▶ **PROBLEM DESCRIPTION**: Within the listing below, locate all lines containing the word "current". Copy each one.

▶ **MATERIAL SHOWN**:
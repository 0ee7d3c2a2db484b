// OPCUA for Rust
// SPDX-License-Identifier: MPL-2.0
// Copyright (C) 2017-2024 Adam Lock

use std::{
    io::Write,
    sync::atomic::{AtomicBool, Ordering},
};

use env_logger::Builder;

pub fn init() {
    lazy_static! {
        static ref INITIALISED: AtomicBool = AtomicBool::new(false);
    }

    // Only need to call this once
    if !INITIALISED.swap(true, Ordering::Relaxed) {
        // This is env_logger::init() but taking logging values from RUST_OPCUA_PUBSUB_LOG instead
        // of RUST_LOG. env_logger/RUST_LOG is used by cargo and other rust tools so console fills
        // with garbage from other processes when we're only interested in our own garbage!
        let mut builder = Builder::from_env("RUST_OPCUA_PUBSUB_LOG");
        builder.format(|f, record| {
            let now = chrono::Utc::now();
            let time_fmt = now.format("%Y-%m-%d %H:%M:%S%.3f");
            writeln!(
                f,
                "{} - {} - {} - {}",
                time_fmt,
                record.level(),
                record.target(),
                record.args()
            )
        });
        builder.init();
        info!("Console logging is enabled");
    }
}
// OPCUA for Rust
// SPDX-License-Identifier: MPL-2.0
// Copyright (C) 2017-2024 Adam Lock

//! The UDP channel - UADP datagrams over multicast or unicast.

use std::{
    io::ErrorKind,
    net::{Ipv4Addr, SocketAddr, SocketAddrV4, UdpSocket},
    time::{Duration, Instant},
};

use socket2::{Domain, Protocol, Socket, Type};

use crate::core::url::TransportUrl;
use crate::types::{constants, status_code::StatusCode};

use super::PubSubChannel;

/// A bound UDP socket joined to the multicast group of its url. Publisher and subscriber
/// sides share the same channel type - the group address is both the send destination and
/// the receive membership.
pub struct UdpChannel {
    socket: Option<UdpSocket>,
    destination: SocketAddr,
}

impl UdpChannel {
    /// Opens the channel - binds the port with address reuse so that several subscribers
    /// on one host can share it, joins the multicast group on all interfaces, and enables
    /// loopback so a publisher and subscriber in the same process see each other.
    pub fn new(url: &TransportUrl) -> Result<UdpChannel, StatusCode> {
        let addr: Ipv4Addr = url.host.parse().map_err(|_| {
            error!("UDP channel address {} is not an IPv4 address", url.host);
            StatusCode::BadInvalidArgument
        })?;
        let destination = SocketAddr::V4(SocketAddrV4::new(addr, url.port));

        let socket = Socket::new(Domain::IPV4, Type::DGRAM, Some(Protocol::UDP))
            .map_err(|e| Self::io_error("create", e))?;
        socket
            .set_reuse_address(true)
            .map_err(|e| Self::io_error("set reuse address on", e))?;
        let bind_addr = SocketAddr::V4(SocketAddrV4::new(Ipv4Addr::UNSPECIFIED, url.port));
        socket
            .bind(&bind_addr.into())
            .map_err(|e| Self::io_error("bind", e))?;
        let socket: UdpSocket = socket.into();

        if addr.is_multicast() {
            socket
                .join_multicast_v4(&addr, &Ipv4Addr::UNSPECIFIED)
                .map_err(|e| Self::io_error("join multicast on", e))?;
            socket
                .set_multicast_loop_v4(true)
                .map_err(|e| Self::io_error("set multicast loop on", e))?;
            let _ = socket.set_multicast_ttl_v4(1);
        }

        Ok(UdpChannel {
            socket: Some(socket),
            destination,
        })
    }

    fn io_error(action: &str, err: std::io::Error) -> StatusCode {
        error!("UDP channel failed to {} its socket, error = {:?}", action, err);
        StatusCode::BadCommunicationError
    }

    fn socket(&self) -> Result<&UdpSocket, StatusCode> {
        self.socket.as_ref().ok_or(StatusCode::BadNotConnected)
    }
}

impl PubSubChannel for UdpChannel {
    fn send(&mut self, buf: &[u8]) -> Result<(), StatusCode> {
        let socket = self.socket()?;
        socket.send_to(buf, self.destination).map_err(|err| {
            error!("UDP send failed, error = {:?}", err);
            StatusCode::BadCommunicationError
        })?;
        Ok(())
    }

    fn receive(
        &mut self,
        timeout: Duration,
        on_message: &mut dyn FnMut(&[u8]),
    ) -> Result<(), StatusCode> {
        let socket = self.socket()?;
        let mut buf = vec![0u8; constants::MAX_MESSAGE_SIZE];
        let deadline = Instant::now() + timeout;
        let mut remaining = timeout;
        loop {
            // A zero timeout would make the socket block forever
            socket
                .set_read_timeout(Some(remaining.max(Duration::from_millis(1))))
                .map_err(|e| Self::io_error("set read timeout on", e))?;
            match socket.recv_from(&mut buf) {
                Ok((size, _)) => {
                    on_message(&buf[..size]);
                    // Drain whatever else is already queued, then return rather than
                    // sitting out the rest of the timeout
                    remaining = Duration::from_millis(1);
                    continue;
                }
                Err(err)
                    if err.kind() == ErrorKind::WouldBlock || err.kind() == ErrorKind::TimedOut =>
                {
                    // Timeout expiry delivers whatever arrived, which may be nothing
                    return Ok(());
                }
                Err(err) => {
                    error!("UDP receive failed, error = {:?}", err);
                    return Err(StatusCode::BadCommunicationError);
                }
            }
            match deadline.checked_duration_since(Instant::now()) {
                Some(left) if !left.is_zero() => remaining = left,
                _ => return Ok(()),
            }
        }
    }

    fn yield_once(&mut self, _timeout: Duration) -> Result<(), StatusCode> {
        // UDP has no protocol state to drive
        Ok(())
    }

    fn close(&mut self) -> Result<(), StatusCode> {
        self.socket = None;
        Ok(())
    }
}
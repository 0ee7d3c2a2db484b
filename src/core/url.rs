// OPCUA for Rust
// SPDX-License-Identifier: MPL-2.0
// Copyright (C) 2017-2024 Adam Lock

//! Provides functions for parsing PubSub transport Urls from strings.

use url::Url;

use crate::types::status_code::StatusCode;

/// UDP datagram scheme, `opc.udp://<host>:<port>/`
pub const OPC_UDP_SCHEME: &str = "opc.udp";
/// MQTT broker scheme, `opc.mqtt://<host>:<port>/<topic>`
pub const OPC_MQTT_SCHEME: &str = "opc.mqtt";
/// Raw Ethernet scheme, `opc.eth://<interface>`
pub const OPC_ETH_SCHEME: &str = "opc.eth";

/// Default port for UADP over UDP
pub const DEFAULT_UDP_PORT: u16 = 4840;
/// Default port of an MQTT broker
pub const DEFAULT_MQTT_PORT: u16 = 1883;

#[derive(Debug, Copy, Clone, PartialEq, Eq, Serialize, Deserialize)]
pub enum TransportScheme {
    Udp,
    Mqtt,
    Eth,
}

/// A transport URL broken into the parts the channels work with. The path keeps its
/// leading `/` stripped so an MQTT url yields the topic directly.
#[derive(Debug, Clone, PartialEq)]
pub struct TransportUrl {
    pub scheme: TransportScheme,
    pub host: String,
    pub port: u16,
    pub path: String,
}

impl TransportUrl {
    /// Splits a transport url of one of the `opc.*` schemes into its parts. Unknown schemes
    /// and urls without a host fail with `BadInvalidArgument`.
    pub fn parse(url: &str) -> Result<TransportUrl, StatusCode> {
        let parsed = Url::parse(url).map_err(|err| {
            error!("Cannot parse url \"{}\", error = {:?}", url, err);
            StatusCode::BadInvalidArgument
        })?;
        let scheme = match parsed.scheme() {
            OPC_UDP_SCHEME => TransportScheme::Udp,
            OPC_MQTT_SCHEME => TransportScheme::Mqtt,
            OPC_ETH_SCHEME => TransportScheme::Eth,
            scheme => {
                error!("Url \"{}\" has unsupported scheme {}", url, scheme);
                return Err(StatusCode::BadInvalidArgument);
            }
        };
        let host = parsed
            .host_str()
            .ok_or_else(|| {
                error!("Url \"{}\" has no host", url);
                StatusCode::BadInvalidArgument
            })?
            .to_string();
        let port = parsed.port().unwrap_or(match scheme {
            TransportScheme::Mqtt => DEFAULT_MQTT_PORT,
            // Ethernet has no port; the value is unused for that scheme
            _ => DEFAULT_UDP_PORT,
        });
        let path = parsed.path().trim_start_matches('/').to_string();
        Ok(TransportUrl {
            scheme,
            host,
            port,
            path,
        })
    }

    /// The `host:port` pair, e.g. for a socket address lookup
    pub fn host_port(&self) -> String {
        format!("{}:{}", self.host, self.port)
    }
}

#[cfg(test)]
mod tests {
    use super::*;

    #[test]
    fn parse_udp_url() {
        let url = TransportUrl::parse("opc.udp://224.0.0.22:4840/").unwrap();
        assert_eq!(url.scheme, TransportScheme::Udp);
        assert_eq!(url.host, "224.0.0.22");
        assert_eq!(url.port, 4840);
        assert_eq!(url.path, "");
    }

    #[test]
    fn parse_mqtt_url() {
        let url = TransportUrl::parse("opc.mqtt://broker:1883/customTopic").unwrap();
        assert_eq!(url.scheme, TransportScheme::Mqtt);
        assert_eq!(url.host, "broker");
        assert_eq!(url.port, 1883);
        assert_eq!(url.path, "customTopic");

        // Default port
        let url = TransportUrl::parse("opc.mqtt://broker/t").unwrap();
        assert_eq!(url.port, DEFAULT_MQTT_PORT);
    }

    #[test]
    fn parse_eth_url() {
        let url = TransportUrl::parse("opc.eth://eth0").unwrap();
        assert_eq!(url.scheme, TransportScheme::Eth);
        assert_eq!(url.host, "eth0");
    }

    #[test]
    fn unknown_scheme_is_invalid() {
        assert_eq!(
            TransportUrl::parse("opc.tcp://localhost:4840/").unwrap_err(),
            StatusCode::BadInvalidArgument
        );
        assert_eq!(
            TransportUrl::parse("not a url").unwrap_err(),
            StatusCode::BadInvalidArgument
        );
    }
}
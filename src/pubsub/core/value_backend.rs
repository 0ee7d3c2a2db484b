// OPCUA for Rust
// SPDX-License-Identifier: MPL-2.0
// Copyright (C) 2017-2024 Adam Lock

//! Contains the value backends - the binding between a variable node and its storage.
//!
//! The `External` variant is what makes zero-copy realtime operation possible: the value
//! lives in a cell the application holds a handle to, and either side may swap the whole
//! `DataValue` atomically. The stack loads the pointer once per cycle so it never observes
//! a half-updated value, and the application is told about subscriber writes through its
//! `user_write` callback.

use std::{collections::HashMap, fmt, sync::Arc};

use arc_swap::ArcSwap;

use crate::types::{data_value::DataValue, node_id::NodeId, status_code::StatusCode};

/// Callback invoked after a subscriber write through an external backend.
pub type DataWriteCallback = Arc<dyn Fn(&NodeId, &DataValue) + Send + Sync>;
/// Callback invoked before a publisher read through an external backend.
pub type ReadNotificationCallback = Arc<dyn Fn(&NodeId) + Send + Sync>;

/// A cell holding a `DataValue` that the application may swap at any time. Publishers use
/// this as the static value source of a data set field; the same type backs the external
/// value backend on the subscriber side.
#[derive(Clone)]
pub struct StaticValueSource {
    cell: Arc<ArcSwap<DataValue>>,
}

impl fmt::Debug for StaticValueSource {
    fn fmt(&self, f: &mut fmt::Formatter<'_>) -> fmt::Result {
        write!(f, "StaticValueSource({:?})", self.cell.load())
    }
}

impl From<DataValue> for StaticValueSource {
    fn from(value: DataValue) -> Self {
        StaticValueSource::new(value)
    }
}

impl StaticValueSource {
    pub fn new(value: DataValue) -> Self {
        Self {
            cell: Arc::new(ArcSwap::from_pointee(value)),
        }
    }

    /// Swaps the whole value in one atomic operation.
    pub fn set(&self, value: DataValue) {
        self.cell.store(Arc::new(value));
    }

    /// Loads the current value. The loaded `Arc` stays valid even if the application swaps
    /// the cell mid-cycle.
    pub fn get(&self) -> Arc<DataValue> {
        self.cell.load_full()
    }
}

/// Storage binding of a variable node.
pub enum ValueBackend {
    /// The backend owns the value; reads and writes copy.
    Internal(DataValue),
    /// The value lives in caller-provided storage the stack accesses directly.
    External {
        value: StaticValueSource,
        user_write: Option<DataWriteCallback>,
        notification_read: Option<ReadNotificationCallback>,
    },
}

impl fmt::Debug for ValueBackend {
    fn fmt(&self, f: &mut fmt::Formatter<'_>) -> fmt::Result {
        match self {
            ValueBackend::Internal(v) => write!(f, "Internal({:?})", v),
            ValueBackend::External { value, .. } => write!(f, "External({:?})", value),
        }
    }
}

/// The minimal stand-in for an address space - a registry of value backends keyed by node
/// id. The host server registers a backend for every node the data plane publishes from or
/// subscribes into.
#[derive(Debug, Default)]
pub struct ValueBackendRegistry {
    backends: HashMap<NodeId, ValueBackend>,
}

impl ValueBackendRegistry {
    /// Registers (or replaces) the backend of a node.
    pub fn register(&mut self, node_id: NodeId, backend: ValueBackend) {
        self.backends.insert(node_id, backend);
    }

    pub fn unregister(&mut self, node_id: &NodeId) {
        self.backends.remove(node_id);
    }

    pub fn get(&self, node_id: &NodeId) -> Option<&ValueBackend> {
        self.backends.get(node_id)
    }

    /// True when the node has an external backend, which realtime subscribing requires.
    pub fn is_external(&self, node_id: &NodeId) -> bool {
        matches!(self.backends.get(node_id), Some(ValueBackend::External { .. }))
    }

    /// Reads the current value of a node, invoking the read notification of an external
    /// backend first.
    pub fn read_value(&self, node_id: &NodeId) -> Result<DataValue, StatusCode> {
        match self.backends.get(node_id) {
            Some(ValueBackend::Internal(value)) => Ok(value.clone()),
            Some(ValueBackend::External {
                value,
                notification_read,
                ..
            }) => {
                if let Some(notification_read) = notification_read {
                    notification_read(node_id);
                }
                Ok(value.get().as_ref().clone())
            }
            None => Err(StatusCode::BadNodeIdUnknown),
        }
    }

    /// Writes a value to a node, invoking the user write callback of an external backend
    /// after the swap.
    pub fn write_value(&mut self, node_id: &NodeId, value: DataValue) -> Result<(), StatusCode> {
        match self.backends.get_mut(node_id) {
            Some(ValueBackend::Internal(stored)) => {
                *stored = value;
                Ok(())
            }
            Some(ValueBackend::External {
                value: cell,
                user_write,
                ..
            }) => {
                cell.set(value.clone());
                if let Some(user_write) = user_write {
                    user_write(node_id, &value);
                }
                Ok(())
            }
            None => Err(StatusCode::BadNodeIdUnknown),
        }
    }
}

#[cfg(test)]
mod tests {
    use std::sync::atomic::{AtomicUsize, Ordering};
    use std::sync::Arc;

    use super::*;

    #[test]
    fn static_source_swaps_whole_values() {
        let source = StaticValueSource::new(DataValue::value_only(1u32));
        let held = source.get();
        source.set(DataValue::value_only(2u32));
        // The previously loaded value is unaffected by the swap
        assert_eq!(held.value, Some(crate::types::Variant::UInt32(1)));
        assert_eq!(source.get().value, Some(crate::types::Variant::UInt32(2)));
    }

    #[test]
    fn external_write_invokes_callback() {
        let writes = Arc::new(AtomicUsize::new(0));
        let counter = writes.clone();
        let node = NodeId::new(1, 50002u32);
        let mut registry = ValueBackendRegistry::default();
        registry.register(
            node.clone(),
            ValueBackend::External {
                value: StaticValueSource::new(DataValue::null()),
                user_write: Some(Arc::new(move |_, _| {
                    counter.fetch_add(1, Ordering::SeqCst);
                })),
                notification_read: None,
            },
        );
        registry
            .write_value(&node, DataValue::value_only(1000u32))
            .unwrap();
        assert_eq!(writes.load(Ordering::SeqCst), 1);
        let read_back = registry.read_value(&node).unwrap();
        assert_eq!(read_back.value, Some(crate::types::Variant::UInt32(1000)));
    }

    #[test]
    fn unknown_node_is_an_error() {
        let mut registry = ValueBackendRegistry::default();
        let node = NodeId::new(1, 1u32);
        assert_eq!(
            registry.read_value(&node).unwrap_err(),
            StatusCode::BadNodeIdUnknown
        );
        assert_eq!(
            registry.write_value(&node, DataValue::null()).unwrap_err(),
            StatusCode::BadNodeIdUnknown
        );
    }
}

▶ **EXERCISE ANSWER**:
    /// Loads the current value. The loaded `Arc` stays valid even if the application swaps
    /// Reads the current value of a node, invoking the read notification of an external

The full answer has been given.